Born at Fort Hood in Central Texas, Peter Courcy “always wanted to be in the military,” said his father, Chris Bush of Frisco. In a 2003 interview with The Dallas Morning News, he talked of two role models: his grandfather, Ernest Courcy, a Vietnam War veteran, now retired in Coppell, and his uncle Daniel Colasanto, a Garland police officer, who served in the Persian Gulf War.
Team Leadership was his favorite class. “We’re going to elementary schools and helping little kids and being role models for them,” he said. And he talked of applying to West Point.
At Fort Hood, where he lived with his mother and role-model grandfather, young Peter began playing roller hockey. After moving to Frisco in the eighth grade, he took up ice hockey and wrestling, excelling in both sports in high school. “He was an exceptional kid, very mature for his age,” said hockey coach John Bullis, recalling his second-leading scorer and assistant captain. “He was quiet, but he garnered respect. He was the glue for the hockey team.”

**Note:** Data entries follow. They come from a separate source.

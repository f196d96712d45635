//! Tenant-wide aggregation of sub-account scores.

use super::model::{HealthScore, TenantHealthSummary};

/// Scores at or above this count as healthy.
pub const HEALTHY_THRESHOLD: u8 = 60;

/// Scores below this count as critical; between the two is at-risk.
pub const AT_RISK_THRESHOLD: u8 = 40;

/// Averages scores and buckets accounts into healthy, at-risk and critical.
pub fn summarize_tenant_health(scores: &[HealthScore]) -> TenantHealthSummary {
    if scores.is_empty() {
        return TenantHealthSummary::default();
    }

    let mut summary = TenantHealthSummary {
        total_accounts: scores.len(),
        ..Default::default()
    };
    let mut total: u64 = 0;

    for score in scores {
        total += u64::from(score.score);
        match score.score {
            s if s >= HEALTHY_THRESHOLD => summary.healthy_count += 1,
            s if s >= AT_RISK_THRESHOLD => summary.at_risk_count += 1,
            _ => summary.critical_count += 1,
        }
    }

    summary.average_score = total as f64 / scores.len() as f64;
    summary
}

#[cfg(test)]
mod tests {
    use super::*;
    use crate::health::model::{HealthMetrics, RecommendationTier};
    use chrono::Utc;

    fn score(id: &str, value: u8) -> HealthScore {
        let tier = RecommendationTier::from_score(value);
        HealthScore {
            sub_account_id: id.to_string(),
            score: value,
            metrics: HealthMetrics::default(),
            positive_signals: Vec::new(),
            negative_signals: Vec::new(),
            tier,
            recommendation: tier.message().to_string(),
            last_calculated: Utc::now(),
        }
    }

    #[test]
    fn test_empty_rollup() {
        let summary = summarize_tenant_health(&[]);
        assert_eq!(summary.total_accounts, 0);
        assert_eq!(summary.average_score, 0.0);
        assert_eq!(summary.healthy_count, 0);
    }

    #[test]
    fn test_bucket_boundaries() {
        let scores = vec![
            score("a", 100),
            score("b", 60),
            score("c", 59),
            score("d", 40),
            score("e", 39),
            score("f", 0),
        ];

        let summary = summarize_tenant_health(&scores);

        assert_eq!(summary.total_accounts, 6);
        assert_eq!(summary.healthy_count, 2);
        assert_eq!(summary.at_risk_count, 2);
        assert_eq!(summary.critical_count, 2);
        assert!((summary.average_score - 298.0 / 6.0).abs() < 1e-9);
    }
}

In the halls of Frisco High School, he showed a strength of spirit, said former principal Rick Burnett. “He had a smile on his face every day. You could tell things were good with him,” Mr. Burnett said. “He had a presence.”
Specialist Courcy was also a calming influence, Rafal Gerszak, a photojournalist from Toronto embedded with his platoon, said Friday. “He never got angry at anybody, always had a smile on his face, and cheered everybody else up during the hard times,” he wrote in an e-mail. “He was very excited to go back home in a few weeks and spend time with his baby and wife.”
Spc. Courcy got to spend time with his wife, Mara, and newborn son, Anthony, while home on leave in September. In camp, he talked often of his son, Sergeant Hunter said, and planned to make sure he was a Dallas Cowboys nut like his father. The proud father was due to end his one-year Afghanistan tour next month. He had signed on for another five years of service, hoping to join the Special Forces.
Now his family awaits the return of his body – and word from the military on when that will be.
In addition to his wife, his son and his father, Specialist Courcy is survived by his mother, Mary Bush of Frisco, and an infant brother, Luke Bush. In time, they plan to have a memorial service at St. Ann Catholic Church in Coppell with burial at Dallas-Fort Worth National Cemetery in Dallas, his father said. “We’d love to have a lot of people come out when he comes home,” he said. “Pete deserves that.”